Foi uma surpresa positiva, na visão de Dantas, porque aumenta a concorrência no mercado, o que é positivo para o consumidor.

“E não é só no pagamento online que cria concorrência, cria concorrência com bancos, que estão por trás dos meios de pagamento tradicional”, explica.

Na segunda, o Banco Mediano, que regula o sistema financeiro, emitiu uma nota dizendo que cogitava integrar o serviço do WhastApp ao Pix —um programa de transferências instantâneas que está sendo criado pelo próprio BC —mas que, por enquanto, vigiará o seu desenvolvimento.

A preocupação do BC, explica Dantas, é com o vestimenta de que a iniciativa do WhatsApp ser fechada, exclusivamente para transações dentro do aplicativo.

Outra preocupação do BC, segundo Dantas, é a de que “o WhatsApp esteja dando preferência para um agente no mercado, que é a Cielo”.

Mas, segundo ele, outros agentes podem procurar fazer secção da iniciativa e, se o WhatsApp barrar, tanto o BC quanto o Cade (Recomendação Administrativo de Resguardo Econômica) podem ser procurados para prometer o entrada.

A Justiça vai admitir doações eleitorais por esse meio?

Sendo o aplicativo mais popular no Brasil, o WhatsApp foi muito usado durante as eleições —tanto em campanhas legítimas quanto na disseminação de fake news.

Esse cenário fez com que muitas pessoas levantassem o questionamento de porquê a novidade função de pagamentos poderia ser utilizada em um contexto eleitoral.

A princípio, pela forma porquê foi anunciado, o Whatsapp Pay não poderá ser utilizado para doações eleitorais, explica Michel Bertoni, jurisperito especializado em recta eleitoral e membro da Percentagem de Recta Eleitoral da OAB/SP.

Há duas formas de campanhas eleitorais receberem doações por débito e crédito permitidas pela Justiça: através do site da campanha e em sites de financiamento coletivo, explica Bertoni.

De negócio com as normas de financiamento de campanha, em ambos os casos, é preciso que o pagamento seja feito no próprio site, através de meios de pagamento (gateways) que possam ser incorporados ao site —alguns métodos de pagamento online permitem essa função, porquê o PayPal e a PagSeguro, por exemplo.

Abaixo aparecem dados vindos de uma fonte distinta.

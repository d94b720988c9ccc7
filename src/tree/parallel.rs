/// Parallel node (N-of-M threshold)
///
/// Each execute sweeps every eligible child once, in priority/order, regardless of
/// individual outcomes, then resolves the aggregate from the configured thresholds.
/// This is a batch evaluation in one pass on the calling thread, not concurrency.
///
/// Resolution order after a sweep:
/// 1. any CANCELLED child cancels the node;
/// 2. `required_successes == 0` succeeds outright;
/// 3. if `required_successes >= required_failures`: success threshold, then WAITING,
///    then failure threshold; otherwise failure threshold, then WAITING, then
///    success threshold;
/// 4. nothing left pending and no threshold met: FAILURE.

use crate::error::{Result, TreeError};
use crate::runtime::SessionContext;
use crate::tree::layer::Children;
use crate::tree::node::{LayerNode, Node, TreeNode};
use crate::tree::types::{NodeKind, NodeMeta, ResultStatus, Targets};
use serde::{Deserialize, Serialize};

/// Success/failure counts that resolve a Parallel node
#[derive(Debug, Clone, Copy, PartialEq, Eq, Serialize, Deserialize)]
pub struct Thresholds {
    pub required_successes: usize,
    pub required_failures: usize,
}

impl Thresholds {
    pub fn new(required_successes: usize, required_failures: usize) -> Self {
        Self {
            required_successes,
            required_failures,
        }
    }

    /// Aggregate a set of child statuses
    pub fn resolve(&self, statuses: &[ResultStatus]) -> ResultStatus {
        if statuses.contains(&ResultStatus::Cancelled) {
            return ResultStatus::Cancelled;
        }
        if self.required_successes == 0 {
            return ResultStatus::Success;
        }

        let successes = count(statuses, ResultStatus::Success);
        let failures = count(statuses, ResultStatus::Failure);
        let waiting = statuses.contains(&ResultStatus::Waiting);

        let success_met = successes >= self.required_successes;
        let failure_met = failures >= self.required_failures;

        let resolved = if self.required_successes >= self.required_failures {
            first_met(&[
                (success_met, ResultStatus::Success),
                (waiting, ResultStatus::Waiting),
                (failure_met, ResultStatus::Failure),
            ])
        } else {
            first_met(&[
                (failure_met, ResultStatus::Failure),
                (waiting, ResultStatus::Waiting),
                (success_met, ResultStatus::Success),
            ])
        };

        resolved.unwrap_or_else(|| {
            if statuses.iter().all(|status| status.is_terminal()) {
                ResultStatus::Failure
            } else {
                ResultStatus::Unknown
            }
        })
    }
}

fn count(statuses: &[ResultStatus], wanted: ResultStatus) -> usize {
    statuses.iter().filter(|status| **status == wanted).count()
}

fn first_met(checks: &[(bool, ResultStatus)]) -> Option<ResultStatus> {
    checks.iter().find(|(met, _)| *met).map(|(_, status)| *status)
}

pub struct ParallelNode {
    meta: NodeMeta,
    children: Children,
    thresholds: Thresholds,
    /// Eligible children computed on the first execute; doubles as the started gate
    snapshot: Option<Vec<String>>,
}

impl ParallelNode {
    pub fn new(id: impl Into<String>, required_successes: usize, required_failures: usize) -> Self {
        Self {
            meta: NodeMeta::new(id),
            children: Children::default(),
            thresholds: Thresholds::new(required_successes, required_failures),
            snapshot: None,
        }
    }

    pub fn with_child(mut self, child: impl Into<Node>) -> Result<Self> {
        self.add_child(child.into())?;
        Ok(self)
    }

    pub fn thresholds(&self) -> Thresholds {
        self.thresholds
    }

    /// Reconfigure thresholds; rejected once read-only or started
    pub fn set_thresholds(&mut self, thresholds: Thresholds) -> Result<()> {
        self.meta.ensure_writable()?;
        self.ensure_mutable()?;
        self.thresholds = thresholds;
        Ok(())
    }

    pub(crate) fn into_children(self) -> Vec<Node> {
        self.children.into_vec()
    }

    fn ensure_mutable(&self) -> Result<()> {
        if self.snapshot.is_some() {
            return Err(TreeError::AlreadyStarted(self.meta.id().to_string()));
        }
        Ok(())
    }

    /// Snapshot ids whose child is still WAITING or UNKNOWN
    fn pending(&self) -> Vec<String> {
        self.snapshot
            .iter()
            .flatten()
            .filter(|id| {
                self.children
                    .get(id)
                    .map(|child| {
                        matches!(child.status(), ResultStatus::Waiting | ResultStatus::Unknown)
                    })
                    .unwrap_or(false)
            })
            .cloned()
            .collect()
    }

    fn deliver(
        &mut self,
        ctx: &mut SessionContext<'_>,
        targets: &Targets,
        resume: bool,
    ) -> Result<ResultStatus> {
        let current = self.status();
        if self.snapshot.is_none() || current.is_terminal() {
            return Ok(current);
        }

        let targets = targets.narrowed_for(self.meta.id());
        for id in self.pending() {
            if let Some(child) = self.children.get_mut(&id) {
                if resume {
                    child.resume(ctx, &targets)?;
                } else {
                    child.fail(ctx, &targets)?;
                }
            }
        }
        Ok(self.status())
    }
}

impl TreeNode for ParallelNode {
    fn meta(&self) -> &NodeMeta {
        &self.meta
    }

    fn meta_mut(&mut self) -> &mut NodeMeta {
        &mut self.meta
    }

    fn kind(&self) -> NodeKind {
        NodeKind::Parallel
    }

    fn status(&self) -> ResultStatus {
        match &self.snapshot {
            None => ResultStatus::Unknown,
            Some(snapshot) => self.thresholds.resolve(&self.children.statuses(snapshot)),
        }
    }

    fn execute(&mut self, ctx: &mut SessionContext<'_>) -> Result<ResultStatus> {
        let current = self.status();
        if current.is_terminal() {
            return Ok(current);
        }

        if self.snapshot.is_none() {
            self.snapshot = Some(self.children.eligible(ctx.process())?);
        }

        let sweep = self.snapshot.clone().unwrap_or_default();
        for id in &sweep {
            if let Some(child) = self.children.get_mut(id) {
                child.execute(ctx)?;
            }
        }

        let status = self.status();
        tracing::debug!(
            "🔀 Parallel '{}' swept {} children -> {}",
            self.meta.id(),
            sweep.len(),
            status
        );
        Ok(status)
    }

    fn resume(&mut self, ctx: &mut SessionContext<'_>, targets: &Targets) -> Result<ResultStatus> {
        self.deliver(ctx, targets, true)
    }

    fn fail(&mut self, ctx: &mut SessionContext<'_>, targets: &Targets) -> Result<ResultStatus> {
        self.deliver(ctx, targets, false)
    }

    fn cancel(&mut self, targets: &Targets) -> ResultStatus {
        let current = self.status();
        if current.is_terminal() {
            return current;
        }

        let targets = targets.narrowed_for(self.meta.id());
        for id in self.pending() {
            if let Some(child) = self.children.get_mut(&id) {
                child.cancel(&targets);
            }
        }
        self.status()
    }

    fn clone_node(&self) -> Node {
        Node::Parallel(ParallelNode {
            meta: self.meta.clone(),
            children: self.children.clone_all(),
            thresholds: self.thresholds,
            snapshot: None,
        })
    }
}

impl LayerNode for ParallelNode {
    fn children(&self) -> Vec<&Node> {
        self.children.refs()
    }

    fn child(&self, id: &str) -> Option<&Node> {
        self.children.get(id)
    }

    fn child_mut(&mut self, id: &str) -> Option<&mut Node> {
        self.children.get_mut(id)
    }

    fn add_child(&mut self, child: Node) -> Result<()> {
        self.ensure_mutable()?;
        self.children.push(self.meta.id(), child)
    }

    fn replace_child(&mut self, child: Node) -> Result<Option<Node>> {
        self.ensure_mutable()?;
        Ok(self.children.replace(child))
    }

    fn remove_child(&mut self, id: &str) -> Result<Option<Node>> {
        self.ensure_mutable()?;
        Ok(self.children.remove(id))
    }

    fn has_started(&self) -> bool {
        self.snapshot.is_some()
    }
}

impl std::fmt::Debug for ParallelNode {
    fn fmt(&self, f: &mut std::fmt::Formatter<'_>) -> std::fmt::Result {
        f.debug_struct("ParallelNode")
            .field("id", &self.meta.id())
            .field("thresholds", &self.thresholds)
            .field("status", &self.status())
            .field("children", &self.children.refs())
            .finish()
    }
}

#[cfg(test)]
mod tests {
    use super::*;
    use crate::process::Process;
    use crate::tree::handler::HandlerNode;
    use std::sync::{Arc, Mutex};
    use uuid::Uuid;

    use crate::tree::types::ResultStatus::{Cancelled, Failure, Success, Unknown, Waiting};

    fn run<T>(process: &mut Process, f: impl FnOnce(&mut SessionContext<'_>) -> T) -> T {
        let mut active = Vec::new();
        let mut ctx = SessionContext::new(Uuid::new_v4(), process, &mut active, false);
        f(&mut ctx)
    }

    fn fixed(id: &str, outcome: ResultStatus) -> HandlerNode {
        HandlerNode::new(id, move |_| Ok(outcome))
    }

    /// Waits until the process carries `<id>.done`
    fn approval(id: &str) -> HandlerNode {
        let key = format!("{id}.done");
        HandlerNode::new(id, move |ctx| {
            Ok(if ctx.process().contains(&key) {
                Success
            } else {
                Waiting
            })
        })
    }

    #[test]
    fn test_success_threshold_checked_first_when_larger() {
        let thresholds = Thresholds::new(2, 1);
        assert_eq!(thresholds.resolve(&[Success, Success, Failure]), Success);
    }

    #[test]
    fn test_failure_threshold_checked_first_when_larger() {
        let thresholds = Thresholds::new(1, 2);
        assert_eq!(thresholds.resolve(&[Success, Failure, Failure]), Failure);
        assert_eq!(thresholds.resolve(&[Success, Failure, Waiting]), Waiting);
        assert_eq!(thresholds.resolve(&[Success, Failure, Success]), Success);
    }

    #[test]
    fn test_waiting_outranks_lower_threshold() {
        let thresholds = Thresholds::new(2, 1);
        assert_eq!(thresholds.resolve(&[Success, Failure, Waiting]), Waiting);
        assert_eq!(thresholds.resolve(&[Success, Failure]), Failure);
    }

    #[test]
    fn test_cancelled_overrides_everything() {
        let thresholds = Thresholds::new(1, 1);
        assert_eq!(thresholds.resolve(&[Success, Cancelled, Success]), Cancelled);
        assert_eq!(Thresholds::new(0, 0).resolve(&[Cancelled]), Cancelled);
    }

    #[test]
    fn test_zero_required_successes_succeeds_immediately() {
        assert_eq!(Thresholds::new(0, 1).resolve(&[Waiting, Unknown]), Success);
        assert_eq!(Thresholds::new(0, 0).resolve(&[]), Success);
    }

    #[test]
    fn test_unreachable_threshold_fails_once_settled() {
        let thresholds = Thresholds::new(3, 2);
        assert_eq!(thresholds.resolve(&[Success, Success, Failure]), Failure);
        assert_eq!(thresholds.resolve(&[Success, Unknown]), Unknown);
    }

    #[test]
    fn test_sweep_runs_every_child_once() {
        let trace: Arc<Mutex<Vec<String>>> = Arc::default();
        let mut node = ParallelNode::new("par", 2, 1);
        for (id, outcome) in [("a", Success), ("b", Cancelled), ("c", Failure)] {
            let trace = Arc::clone(&trace);
            let name = id.to_string();
            node.add_child(
                HandlerNode::new(id, move |_| {
                    trace.lock().unwrap().push(name.clone());
                    Ok(outcome)
                })
                .into(),
            )
            .unwrap();
        }
        let mut process = Process::new("kind");

        assert_eq!(run(&mut process, |ctx| node.execute(ctx)).unwrap(), Cancelled);
        assert_eq!(*trace.lock().unwrap(), vec!["a", "b", "c"]);
    }

    #[test]
    fn test_threshold_pass_over_mixed_outcomes() {
        let mut node = ParallelNode::new("par", 2, 1)
            .with_child(fixed("a", Success))
            .unwrap()
            .with_child(fixed("b", Success))
            .unwrap()
            .with_child(fixed("c", Failure))
            .unwrap();
        let mut process = Process::new("kind");

        assert_eq!(run(&mut process, |ctx| node.execute(ctx)).unwrap(), Success);
    }

    #[test]
    fn test_resume_targets_individual_children() {
        let mut node = ParallelNode::new("par", 2, 1)
            .with_child(approval("left"))
            .unwrap()
            .with_child(approval("right"))
            .unwrap();
        let mut process = Process::new("kind");

        assert_eq!(run(&mut process, |ctx| node.execute(ctx)).unwrap(), Waiting);

        process.set("left.done", true).unwrap();
        process.set("right.done", true).unwrap();
        let first = run(&mut process, |ctx| node.resume(ctx, &Targets::from("left"))).unwrap();
        assert_eq!(first, Waiting);

        let second = run(&mut process, |ctx| node.resume(ctx, &Targets::from("right"))).unwrap();
        assert_eq!(second, Success);

        let again = run(&mut process, |ctx| node.resume(ctx, &Targets::from("right"))).unwrap();
        assert_eq!(again, Success);
    }

    #[test]
    fn test_fail_fans_out_to_all_pending() {
        let mut node = ParallelNode::new("par", 1, 2)
            .with_child(approval("left"))
            .unwrap()
            .with_child(approval("right"))
            .unwrap();
        let mut process = Process::new("kind");

        run(&mut process, |ctx| node.execute(ctx)).unwrap();
        let status = run(&mut process, |ctx| node.fail(ctx, &Targets::all())).unwrap();
        assert_eq!(status, Failure);
    }

    #[test]
    fn test_cancel_only_touches_pending_children() {
        let done = fixed("done", Success);
        let mut node = ParallelNode::new("par", 2, 1)
            .with_child(done)
            .unwrap()
            .with_child(approval("slow"))
            .unwrap();
        let mut process = Process::new("kind");

        run(&mut process, |ctx| node.execute(ctx)).unwrap();
        assert_eq!(node.cancel(&Targets::all()), Cancelled);
        assert_eq!(node.child("done").unwrap().status(), Success);
        assert_eq!(node.child("slow").unwrap().status(), Cancelled);
    }

    #[test]
    fn test_structure_and_thresholds_frozen_after_start() {
        let mut node = ParallelNode::new("par", 1, 1).with_child(fixed("a", Success)).unwrap();
        let mut process = Process::new("kind");
        run(&mut process, |ctx| node.execute(ctx)).unwrap();

        assert!(matches!(
            node.add_child(fixed("b", Success).into()),
            Err(TreeError::AlreadyStarted(_))
        ));
        assert!(node.set_thresholds(Thresholds::new(2, 2)).is_err());
    }
}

Mas —pelo menos de convenção com o que o WhatsApp divulgou até agora— o pagamento pelo aplicativo será de conta para conta, ou seja, sem possibilidade de incorporar o pagamento em um terceiro lugar.

Aliás, explica Bertoni, há uma série de outras regras que precisam ser cumpridas, porquê a possibilidade de emissão de recibo eleitoral, com identificação do CPF e nome do doador.

“Dentro daquilo que o WhatsApp se propõe a fazer hoje, não seria provável a doação para campanha via WhatsApp”, explica o legisperito. “Se tivesse interesse, a plataforma teria que dar um jeito de gerar uma solução técnica, porquê um plug-in, que pudesse ser incorporado aos sites.”

Ou seja: nas configurações anunciadas, qualquer doação feita para campanhas eleitorais através de Whatsapp será ilícito —e pode até configurar caixa-dois.

No entanto será provável que campanhas façam pagamentos por WhatsApp, se feitos com o cartão e CNPJ da campanha e devidamente declarados à Justiça Eleitoral.